* **TRY IT**
In the listing that follows, copy out each line that includes the word "settings".

-- Opening Marker --

// Level progression scenarios driven through the public API with the
// headless collaborators, so they run under `cargo test` on the host.

use silla_vibe::game::{
    GameController, GamePhase, MemoryRepository, RecordingAudio, RecordingRenderer, Timing,
};
use silla_vibe::highscores::ScoreStore;

type Game = GameController<RecordingRenderer, RecordingAudio, MemoryRepository>;

fn new_game(repo: MemoryRepository) -> Game {
    GameController::new(
        RecordingRenderer::new(),
        RecordingAudio::default(),
        repo,
        2024,
        Timing::default(),
    )
}

/// Play back the current sequence and reproduce it
fn clear_level(game: &mut Game) {
    game.run_pending();
    assert_eq!(game.phase(), GamePhase::AwaitingInput);
    for tile in game.state().sequence.clone() {
        game.click(tile);
    }
    game.run_pending();
    assert_eq!(game.phase(), GamePhase::LevelSuccess);
}

/// Play back the current sequence and miss the first tile
fn fail_level(game: &mut Game) {
    game.run_pending();
    let tiles = game.state().tile_count();
    let wrong = (game.state().sequence[0] + 1) % tiles;
    game.click(wrong);
    game.run_pending();
    assert_eq!(game.phase(), GamePhase::GameOver);
}

#[test]
fn level_one_to_two_reuses_grid() {
    let mut game = new_game(MemoryRepository::new());
    game.start();
    assert_eq!(game.state().grid_size, 2);
    assert_eq!(game.state().tile_count(), 4);
    assert_eq!(game.state().sequence.len(), 4);

    clear_level(&mut game);
    game.next_level();

    assert_eq!(game.level(), 2);
    assert_eq!(game.state().sequence.len(), 4);
    assert_eq!(game.renderer().grids_built, vec![2]);
    assert_eq!(game.renderer().level, (1, 2));
}

#[test]
fn level_eleven_rebuilds_grid() {
    let mut game = new_game(MemoryRepository::new());
    game.start();
    for _ in 1..11 {
        clear_level(&mut game);
        game.next_level();
    }

    assert_eq!(game.level(), 11);
    assert_eq!(game.state().grid_size, 3);
    assert_eq!(game.state().sequence.len(), 6);
    assert!(game.state().sequence.iter().all(|&t| t < 9));
    assert_eq!(game.renderer().grids_built, vec![2, 3]);
    assert_eq!(game.renderer().level, (2, 1));
}

#[test]
fn failing_at_level_23_persists_score() {
    let repo = MemoryRepository::new();
    let mut game = new_game(repo.clone());
    game.start();
    for _ in 1..23 {
        clear_level(&mut game);
        game.next_level();
    }
    assert_eq!(game.level(), 23);
    fail_level(&mut game);

    assert_eq!(repo.raw().as_deref(), Some("[23]"));
    assert_eq!(game.renderer().scores, vec!["Stage 3 - Level 3".to_string()]);
    assert_eq!(
        game.renderer().message,
        "Failed! Game over at Stage 3 - Level 3."
    );
    assert_eq!(game.renderer().grids_built, vec![2, 3, 4]);
}

#[test]
fn scores_survive_a_new_session() {
    let repo = MemoryRepository::new();
    let mut game = new_game(repo.clone());

    for runs in 0..3 {
        game.start();
        for _ in 0..runs {
            clear_level(&mut game);
            game.next_level();
        }
        fail_level(&mut game);
    }
    assert_eq!(game.scores().top_scores(), vec![3, 2, 1]);

    let next_session = new_game(repo.clone());
    assert_eq!(
        next_session.renderer().scores,
        vec![
            "Stage 1 - Level 3".to_string(),
            "Stage 1 - Level 2".to_string(),
            "Stage 1 - Level 1".to_string(),
        ]
    );
    assert_eq!(ScoreStore::load(repo).len(), 3);
}

#[test]
fn corrupt_history_starts_empty() {
    let game = new_game(MemoryRepository::with_raw("scores: lots"));
    assert!(game.scores().is_empty());
    assert!(game.renderer().scores.is_empty());
    assert_eq!(game.phase(), GamePhase::NotStarted);
}

#[test]
fn restart_after_game_over_resets_level() {
    let mut game = new_game(MemoryRepository::new());
    game.start();
    clear_level(&mut game);
    game.next_level();
    fail_level(&mut game);
    assert!(game.renderer().start_enabled);

    game.start();
    assert_eq!(game.level(), 1);
    assert_eq!(game.phase(), GamePhase::ShowingSequence);
    assert!(!game.renderer().start_enabled);
    assert!(!game.renderer().next_level_visible);
    assert_eq!(game.renderer().level, (1, 1));
}
//! Silla Vibe - A tile memory-sequence game
//!
//! Core modules:
//! - `game`: Level lifecycle, playback scheduling and input verification
//! - `difficulty`: Level to grid size / sequence length / speed tuning
//! - `highscores`: Score history and leaderboard
//! - `audio`: Tile tone palette and Web Audio playback
//! - `platform`: Browser storage
//! - `settings`: Persisted preferences

pub mod audio;
pub mod difficulty;
pub mod error;
pub mod game;
pub mod highscores;
pub mod platform;
pub mod settings;

pub use difficulty::{Difficulty, stage_label};
pub use error::{GameError, Result};
pub use game::{GameController, GamePhase, TickInput};
pub use highscores::{ScoreRepository, ScoreStore};
pub use settings::Settings;
//! Game core
//!
//! All gameplay logic lives here. Nothing in this module touches the DOM,
//! audio or storage directly:
//! - Time advances only through the [`Scheduler`]
//! - Randomness comes from a seeded PCG stream
//! - Side effects go through the [`Renderer`] / [`AudioOutput`] traits

pub mod controller;
pub mod headless;
pub mod io;
pub mod playback;
pub mod sequence;
pub mod state;
pub mod verifier;

pub use controller::{GameController, TickInput};
pub use headless::{MemoryRepository, RecordingAudio, RecordingRenderer};
pub use io::{AudioOutput, Renderer};
pub use playback::{Cue, Scheduler, Timing, playback_cues, playback_duration_ms};
pub use sequence::{Sequence, generate};
pub use state::{GamePhase, GameState, LevelOutcome};
pub use verifier::{ClickOutcome, InputVerifier, VerifierState};
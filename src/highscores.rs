//! Score history and leaderboard
//!
//! Every failed run records the level it ended on. The full history is
//! persisted; the leaderboard shows the top 10 levels, best first.

use crate::difficulty::stage_label;
use crate::error::Result;

/// Maximum number of entries shown on the leaderboard
pub const MAX_HIGH_SCORES: usize = 10;

/// LocalStorage key for the score history
pub const STORAGE_KEY: &str = "sillaVibeScores";

/// Backing store for the score history
pub trait ScoreRepository {
    /// Read the full history. `Ok(vec![])` when nothing was stored yet.
    fn load(&self) -> Result<Vec<u32>>;
    /// Overwrite the full history
    fn save(&mut self, scores: &[u32]) -> Result<()>;
}

/// Parse a persisted history (a JSON array of levels)
pub fn decode_scores(json: &str) -> Result<Vec<u32>> {
    Ok(serde_json::from_str(json)?)
}

pub fn encode_scores(scores: &[u32]) -> Result<String> {
    Ok(serde_json::to_string(scores)?)
}

/// Score history over a repository
#[derive(Debug)]
pub struct ScoreStore<R> {
    repo: R,
    scores: Vec<u32>,
}

impl<R: ScoreRepository> ScoreStore<R> {
    /// Load the history. Missing or unreadable data starts an empty history.
    pub fn load(repo: R) -> Self {
        let scores = match repo.load() {
            Ok(scores) => {
                log::info!("Loaded {} scores", scores.len());
                scores
            }
            Err(e) => {
                log::warn!("Could not load scores, starting fresh: {}", e);
                Vec::new()
            }
        };
        Self { repo, scores }
    }

    /// Append a level and persist the whole history.
    /// Returns the leaderboard rank (1-indexed) if the level made the top 10.
    pub fn record(&mut self, level: u32) -> Option<usize> {
        self.scores.push(level);
        match self.repo.save(&self.scores) {
            Ok(()) => log::info!("Score saved ({} entries)", self.scores.len()),
            Err(e) => log::warn!("Could not save scores: {}", e),
        }
        self.rank_of(level)
    }

    /// Leaderboard position a level holds (1-indexed), if it is in the top 10
    pub fn rank_of(&self, level: u32) -> Option<usize> {
        self.top_scores()
            .iter()
            .position(|&s| s == level)
            .map(|i| i + 1)
    }

    /// Top levels, best first
    pub fn top_scores(&self) -> Vec<u32> {
        let mut sorted = self.scores.clone();
        sorted.sort_unstable_by(|a, b| b.cmp(a));
        sorted.truncate(MAX_HIGH_SCORES);
        sorted
    }

    /// Leaderboard entries as display strings
    pub fn top_labels(&self) -> Vec<String> {
        self.top_scores().into_iter().map(stage_label).collect()
    }

    /// Best level ever reached
    pub fn best(&self) -> Option<u32> {
        self.scores.iter().copied().max()
    }

    /// Full history in recording order
    pub fn history(&self) -> &[u32] {
        &self.scores
    }

    pub fn len(&self) -> usize {
        self.scores.len()
    }

    pub fn is_empty(&self) -> bool {
        self.scores.is_empty()
    }
}
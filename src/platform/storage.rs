//! LocalStorage access
//!
//! Reads distinguish "nothing stored" (`Ok(None)`) from unreadable data so
//! callers can log the difference before falling back to defaults.

use serde::Serialize;
use serde::de::DeserializeOwned;
use web_sys::Storage;

use crate::error::{GameError, Result};
use crate::highscores::{self, ScoreRepository};

fn local_storage() -> Result<Storage> {
    web_sys::window()
        .and_then(|w| w.local_storage().ok())
        .flatten()
        .ok_or(GameError::StorageUnavailable)
}

/// Raw stored text for `key`
pub fn read_raw(key: &str) -> Result<Option<String>> {
    local_storage()?
        .get_item(key)
        .map_err(|e| GameError::Storage(format!("{:?}", e)))
}

pub fn write_raw(key: &str, value: &str) -> Result<()> {
    local_storage()?
        .set_item(key, value)
        .map_err(|e| GameError::Storage(format!("{:?}", e)))
}

pub fn read_json<T: DeserializeOwned>(key: &str) -> Result<Option<T>> {
    match read_raw(key)? {
        Some(json) => Ok(Some(serde_json::from_str(&json)?)),
        None => Ok(None),
    }
}

pub fn write_json<T: Serialize>(key: &str, value: &T) -> Result<()> {
    write_raw(key, &serde_json::to_string(value)?)
}

/// Score history under [`highscores::STORAGE_KEY`]
#[derive(Debug, Clone, Copy, Default)]
pub struct LocalStorageScores;

impl ScoreRepository for LocalStorageScores {
    fn load(&self) -> Result<Vec<u32>> {
        match read_raw(highscores::STORAGE_KEY)? {
            Some(json) => highscores::decode_scores(&json),
            None => Ok(Vec::new()),
        }
    }

    fn save(&mut self, scores: &[u32]) -> Result<()> {
        write_raw(highscores::STORAGE_KEY, &highscores::encode_scores(scores)?)
    }
}
// SPDX-License-Identifier: MIT
// © 2025–2026 Christopher Liu

//! Host-side driver for the FishProxy.
//!
//! Runs on the bus controller (e.g. a single-board computer) and drives the puppet through the
//! same register protocol the firmware serves. Every motion call blocks until the firmware
//! reports the motion complete, polling the status register at a fixed interval.
//!
//! ```ignore
//! let mut fish = PuppetClient::new(i2c, delay, BUS_ADDRESS, ClientConfig::default());
//! fish.flush_bus()?;
//! fish.assume_control()?;
//! fish.mouth_open()?;
//! fish.mouth_close()?;
//! fish.leave_control()?;
//! ```

use embedded_hal::delay::DelayNs;
use embedded_hal::i2c::I2c;

use crate::config::ClientConfig;
use crate::control::{ActuatorCommand, ActuatorState, DriveMode};
use crate::mechanism::Mechanism;
use crate::protocol::messages::{CONTROL_IDLE, CONTROL_UNDER_CONTROL};
use crate::protocol::{Command, Query};

/// Delay between the status reads issued by [`PuppetClient::flush_bus`].
const FLUSH_PAUSE_MS: u32 = 200;

#[derive(Debug, thiserror::Error)]
pub enum ClientError<E> {
    #[error("bus error: {0:?}")]
    Bus(E),
    #[error("unknown status byte {0:#04X}")]
    UnknownStatus(u8),
    #[error("timed out waiting for register {register:#04X}")]
    Timeout { register: u8 },
}

pub struct PuppetClient<I2C, D> {
    i2c: I2C,
    delay: D,
    address: u8,
    config: ClientConfig,
}

impl<I2C: I2c, D: DelayNs> PuppetClient<I2C, D> {
    pub fn new(i2c: I2C, delay: D, address: u8, config: ClientConfig) -> Self {
        Self {
            i2c,
            delay,
            address,
            config,
        }
    }

    pub fn free(self) -> (I2C, D) {
        (self.i2c, self.delay)
    }

    /// Issue one command write.
    pub fn send(&mut self, command: Command) -> Result<(), ClientError<I2C::Error>> {
        self.i2c
            .write(self.address, &command.encode())
            .map_err(ClientError::Bus)
    }

    /// Read one status register.
    pub fn read(&mut self, query: Query) -> Result<u8, ClientError<I2C::Error>> {
        let mut buf = [0u8];
        self.i2c
            .write_read(self.address, &[query.register()], &mut buf)
            .map_err(ClientError::Bus)?;
        Ok(buf[0])
    }

    pub fn mode(&mut self) -> Result<DriveMode, ClientError<I2C::Error>> {
        match self.read(Query::ControlStatus)? {
            CONTROL_IDLE => Ok(DriveMode::Local),
            CONTROL_UNDER_CONTROL => Ok(DriveMode::ExternalControl),
            other => Err(ClientError::UnknownStatus(other)),
        }
    }

    pub fn actuator_state(
        &mut self,
        mechanism: Mechanism,
    ) -> Result<ActuatorState, ClientError<I2C::Error>> {
        let byte = self.read(Query::ActuatorStatus(mechanism))?;
        ActuatorState::from_status(byte).ok_or(ClientError::UnknownStatus(byte))
    }

    /// Read every status register once, pausing between reads.
    ///
    /// Some bus adapters return stale bytes for the first reads after the device boots.
    pub fn flush_bus(&mut self) -> Result<(), ClientError<I2C::Error>> {
        let queries = [
            Query::ControlStatus,
            Query::ActuatorStatus(Mechanism::Mouth),
            Query::ActuatorStatus(Mechanism::Tail),
            Query::ActuatorStatus(Mechanism::Head),
        ];
        for query in queries {
            self.read(query)?;
            self.delay.delay_ms(FLUSH_PAUSE_MS);
        }
        Ok(())
    }

    pub fn assume_control(&mut self) -> Result<(), ClientError<I2C::Error>> {
        self.send(Command::AssumeControl)?;
        self.wait_for_mode(DriveMode::ExternalControl)
    }

    pub fn leave_control(&mut self) -> Result<(), ClientError<I2C::Error>> {
        self.send(Command::ReleaseControl)?;
        self.wait_for_mode(DriveMode::Local)
    }

    /// Raise a mechanism and wait until it reports `Up`.
    pub fn raise(&mut self, mechanism: Mechanism) -> Result<(), ClientError<I2C::Error>> {
        self.send(Command::Actuate(mechanism, ActuatorCommand::Raise))?;
        self.wait_for_actuator(mechanism, ActuatorState::Up)
    }

    /// Lower a mechanism and wait until it is back to `Idle`.
    pub fn lower(&mut self, mechanism: Mechanism) -> Result<(), ClientError<I2C::Error>> {
        self.send(Command::Actuate(mechanism, ActuatorCommand::Lower))?;
        self.wait_for_actuator(mechanism, ActuatorState::Idle)
    }

    #[inline]
    pub fn head_up(&mut self) -> Result<(), ClientError<I2C::Error>> {
        self.raise(Mechanism::Head)
    }

    #[inline]
    pub fn head_down(&mut self) -> Result<(), ClientError<I2C::Error>> {
        self.lower(Mechanism::Head)
    }

    #[inline]
    pub fn tail_up(&mut self) -> Result<(), ClientError<I2C::Error>> {
        self.raise(Mechanism::Tail)
    }

    #[inline]
    pub fn tail_down(&mut self) -> Result<(), ClientError<I2C::Error>> {
        self.lower(Mechanism::Tail)
    }

    #[inline]
    pub fn mouth_open(&mut self) -> Result<(), ClientError<I2C::Error>> {
        self.raise(Mechanism::Mouth)
    }

    #[inline]
    pub fn mouth_close(&mut self) -> Result<(), ClientError<I2C::Error>> {
        self.lower(Mechanism::Mouth)
    }

    fn wait_for_mode(&mut self, want: DriveMode) -> Result<(), ClientError<I2C::Error>> {
        for _ in 0..self.config.max_polls {
            if self.mode()? == want {
                return Ok(());
            }
            self.delay.delay_ms(self.config.poll_interval_ms);
        }
        Err(ClientError::Timeout {
            register: Query::ControlStatus.register(),
        })
    }

    fn wait_for_actuator(
        &mut self,
        mechanism: Mechanism,
        want: ActuatorState,
    ) -> Result<(), ClientError<I2C::Error>> {
        for _ in 0..self.config.max_polls {
            if self.actuator_state(mechanism)? == want {
                return Ok(());
            }
            self.delay.delay_ms(self.config.poll_interval_ms);
        }
        Err(ClientError::Timeout {
            register: Query::ActuatorStatus(mechanism).register(),
        })
    }
}
// SPDX-License-Identifier: MIT
// © 2025–2026 Christopher Liu

//! The puppet: every piece of mutable firmware state in one record.
//!
//! The edge interrupt, the bus callback and the main poll loop all reach the state through a
//! single `Puppet`. On the board it is kept in a `critical_section::Mutex<RefCell<_>>`, so each
//! context sees whole updates of a controller (state, timestamp and PWM duty together).

use core::cell::RefCell;
use core::fmt::Write;

use critical_section::Mutex;

use embedded_hal::digital::{InputPin, OutputPin};

use crate::config::MotionTiming;
use crate::control::{ActuatorCommand, ActuatorController, ControlArbiter, DriveMode};
use crate::drivers::{ActuatorOutput, AudioRelay, PassthroughBridge};
use crate::error::Result;
use crate::mechanism::{Mechanism, Mechanisms};
use crate::protocol::Query;

/// Interrupt-shared slot for state created after `main` starts.
pub type Shared<T> = Mutex<RefCell<Option<T>>>;

/// Run `f` on the shared value inside a critical section. Returns `None` until the slot is
/// filled.
pub fn with_shared<T, F, U>(slot: &Shared<T>, f: F) -> Option<U>
where
    F: FnOnce(&mut T) -> U,
{
    critical_section::with(|cs| slot.borrow_ref_mut(cs).as_mut().map(f))
}

pub struct Puppet<I, O: ActuatorOutput, R> {
    bridge: PassthroughBridge<I, O>,
    arbiter: ControlArbiter<R>,
    actuators: Mechanisms<ActuatorController<O::Pwm>>,
}

impl<I, O, R> Puppet<I, O, R>
where
    I: InputPin,
    O: ActuatorOutput,
    R: OutputPin,
{
    /// Boot state: passthrough attached on all three mechanisms, local audio, all actuators
    /// `Idle`.
    ///
    /// The puppet is returned even if a pin write fails during boot, together with the error.
    pub fn new(
        inputs: Mechanisms<I>,
        outputs: Mechanisms<O>,
        relay: AudioRelay<R>,
        timing: Mechanisms<MotionTiming>,
    ) -> (Self, Result<()>) {
        let mut bridge = PassthroughBridge::new(inputs);
        let attached = bridge.attach_all(outputs);
        let puppet = Self {
            bridge,
            arbiter: ControlArbiter::new(relay),
            actuators: timing.map(|_, t| ActuatorController::new(t)),
        };
        (puppet, attached)
    }

    #[inline]
    pub fn mode(&self) -> DriveMode {
        self.arbiter.mode()
    }

    #[inline]
    pub fn bridge(&self) -> &PassthroughBridge<I, O> {
        &self.bridge
    }

    #[inline]
    pub fn actuator(&self, mechanism: Mechanism) -> &ActuatorController<O::Pwm> {
        self.actuators.get(mechanism)
    }

    pub fn assume_control(&mut self) -> Result<()> {
        self.arbiter
            .assume_control(&mut self.bridge, &mut self.actuators)
    }

    pub fn release_control(&mut self) -> Result<()> {
        self.arbiter
            .release_control(&mut self.bridge, &mut self.actuators)
    }

    /// Forward a raise/lower request to one mechanism.
    pub fn request(
        &mut self,
        mechanism: Mechanism,
        command: ActuatorCommand,
        now_ms: u32,
    ) -> Result<()> {
        self.actuators
            .get_mut(mechanism)
            .request(command, now_ms)
    }

    /// Sensor edge on `mechanism`. Touches the passthrough bridge only.
    #[inline]
    pub fn on_edge(&mut self, mechanism: Mechanism) -> Result<()> {
        self.bridge.on_edge(mechanism)
    }

    /// One pass of the main loop: advance all three state machines, logging each transition.
    pub fn poll<W: Write>(&mut self, now_ms: u32, log: &mut W) {
        self.actuators.for_each_mut(|mech, actuator| {
            if let Some(state) = actuator.poll(now_ms) {
                let _ = writeln!(log, "{}: {:?}\r", mech.name(), state);
            }
        });
    }

    /// Status byte answering a read request.
    pub fn status(&self, query: Query) -> u8 {
        match query {
            Query::ControlStatus => self.mode().status(),
            Query::ActuatorStatus(mechanism) => self.actuator(mechanism).status(),
        }
    }
}
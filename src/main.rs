// SPDX-License-Identifier: MIT
// © 2025–2026 Christopher Liu

#![no_main]
#![no_std]

use core::cell::RefCell;
use core::fmt::Write;

use cortex_m::peripheral::NVIC;
use cortex_m_rt::{entry, exception};
use critical_section::Mutex;
use panic_halt as _;

use hal::{
    pac::{self, interrupt},
    prelude::*,
    serial::{Config as SerialConfig, Serial},
};
use stm32f7xx_hal as hal;

use fishproxy::config::{Config, CONSOLE_BAUD};
use fishproxy::console::LogBuffer;
use fishproxy::drivers::AudioRelay;
use fishproxy::hw::{
    clock, exti, i2c_target::UNDEFINED_RESPONSE, pins::sensor_line, pwm, ActuatorLine,
    BoardPins, I2cTarget, RelayLine, SensorLine, TargetEvent, Usart,
};
use fishproxy::protocol::CommandProtocol;
use fishproxy::puppet::{with_shared, Shared};
use fishproxy::{Mechanism, Puppet};

type BoardPuppet = Puppet<SensorLine, ActuatorLine, RelayLine>;

static PUPPET: Shared<BoardPuppet> = Mutex::new(RefCell::new(None));
/// Console lines produced inside critical sections; only `main` writes them to the USART.
static LOG: Mutex<RefCell<LogBuffer>> = Mutex::new(RefCell::new(LogBuffer::new()));
static TARGET: Shared<I2cTarget> = Mutex::new(RefCell::new(None));
static PROTOCOL: Mutex<RefCell<CommandProtocol>> =
    Mutex::new(RefCell::new(CommandProtocol::new()));

#[entry]
fn main() -> ! {
    // Peripherals
    let dp = pac::Peripherals::take().unwrap();
    let cp = cortex_m::Peripherals::take().unwrap();
    let config = Config::default();

    // Clocks
    let rcc = dp.RCC.constrain();
    let clocks = rcc.cfgr.freeze();

    // GPIO
    let pins = BoardPins::new(dp.GPIOA, dp.GPIOB, dp.GPIOC, dp.GPIOD);

    // USART1 (DBG)
    let usart_cfg = SerialConfig {
        baud_rate: CONSOLE_BAUD.bps(),
        ..Default::default()
    };
    let serial = Serial::new(dp.USART1, (pins.usart1.tx, pins.usart1.rx), &clocks, usart_cfg);
    let mut console = Usart::new(serial);

    // TIM4 PWM, idle until control is assumed
    pwm::init_tim4(dp.TIM4, &clocks);

    // Puppet in passthrough
    let relay = match AudioRelay::active_low(pins.relays) {
        Ok(relay) => relay,
        Err(e) => {
            let _ = writeln!(console, "relay error: {}\r", e);
            loop {
                cortex_m::asm::wfi();
            }
        }
    };
    let (puppet, booted) = Puppet::new(pins.sensors, pins.actuators, relay, config.timing);
    if let Err(e) = booted {
        let _ = writeln!(console, "boot error: {}\r", e);
    }

    // I2C1 target
    let target = I2cTarget::new(dp.I2C1, pins.i2c1, config.bus_address);

    critical_section::with(|cs| {
        PUPPET.borrow_ref_mut(cs).replace(puppet);
        TARGET.borrow_ref_mut(cs).replace(target);
    });

    exti::listen_both_edges(
        &dp.SYSCFG,
        &dp.EXTI,
        &Mechanism::ALL.map(sensor_line),
    );
    clock::start(cp.SYST, clocks.hclk().raw());

    console.println("READY_FOR_COMMANDS");

    // SAFETY: all shared state is initialised above.
    unsafe {
        NVIC::unmask(pac::Interrupt::EXTI0);
        NVIC::unmask(pac::Interrupt::EXTI1);
        NVIC::unmask(pac::Interrupt::EXTI2);
        NVIC::unmask(pac::Interrupt::I2C1_EV);
        NVIC::unmask(pac::Interrupt::I2C1_ER);
    }

    loop {
        let now = clock::now_ms();
        let pending = critical_section::with(|cs| {
            let mut log = LOG.borrow_ref_mut(cs);
            if let Some(puppet) = PUPPET.borrow_ref_mut(cs).as_mut() {
                puppet.poll(now, &mut *log);
            }
            (!log.is_empty()).then(|| log.take())
        });
        // Blocking USART writes run with interrupts enabled.
        if let Some(pending) = pending {
            pending.drain_into(&mut console);
        }
    }
}

fn on_sensor_edge(mechanism: Mechanism) {
    exti::clear_pending(sensor_line(mechanism));
    with_shared(&PUPPET, |puppet| {
        let _ = puppet.on_edge(mechanism);
    });
}

#[interrupt]
fn EXTI0() {
    on_sensor_edge(Mechanism::Head);
}

#[interrupt]
fn EXTI1() {
    on_sensor_edge(Mechanism::Tail);
}

#[interrupt]
fn EXTI2() {
    on_sensor_edge(Mechanism::Mouth);
}

#[interrupt]
fn I2C1_EV() {
    let now = clock::now_ms();
    critical_section::with(|cs| {
        let mut target = TARGET.borrow_ref_mut(cs);
        let mut puppet = PUPPET.borrow_ref_mut(cs);
        let mut log = LOG.borrow_ref_mut(cs);
        let mut protocol = PROTOCOL.borrow_ref_mut(cs);
        let (Some(target), Some(puppet)) = (target.as_mut(), puppet.as_mut()) else {
            return;
        };

        while let Some(event) = target.service() {
            match event {
                TargetEvent::Received(bytes) => {
                    protocol.on_receive(puppet, &bytes, now, &mut *log);
                }
                TargetEvent::ReadRequested => {
                    let value = protocol
                        .on_request(puppet, &mut *log)
                        .unwrap_or(UNDEFINED_RESPONSE);
                    target.respond(value);
                }
            }
        }
    });
}

#[interrupt]
fn I2C1_ER() {
    with_shared(&TARGET, I2cTarget::clear_errors);
}

#[exception]
fn SysTick() {
    clock::tick();
}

-- Closing Marker --

* **ANSWER TO THIS PROBLEM**
//! - `settings`: Persisted preferences
pub mod settings;
pub use settings::Settings;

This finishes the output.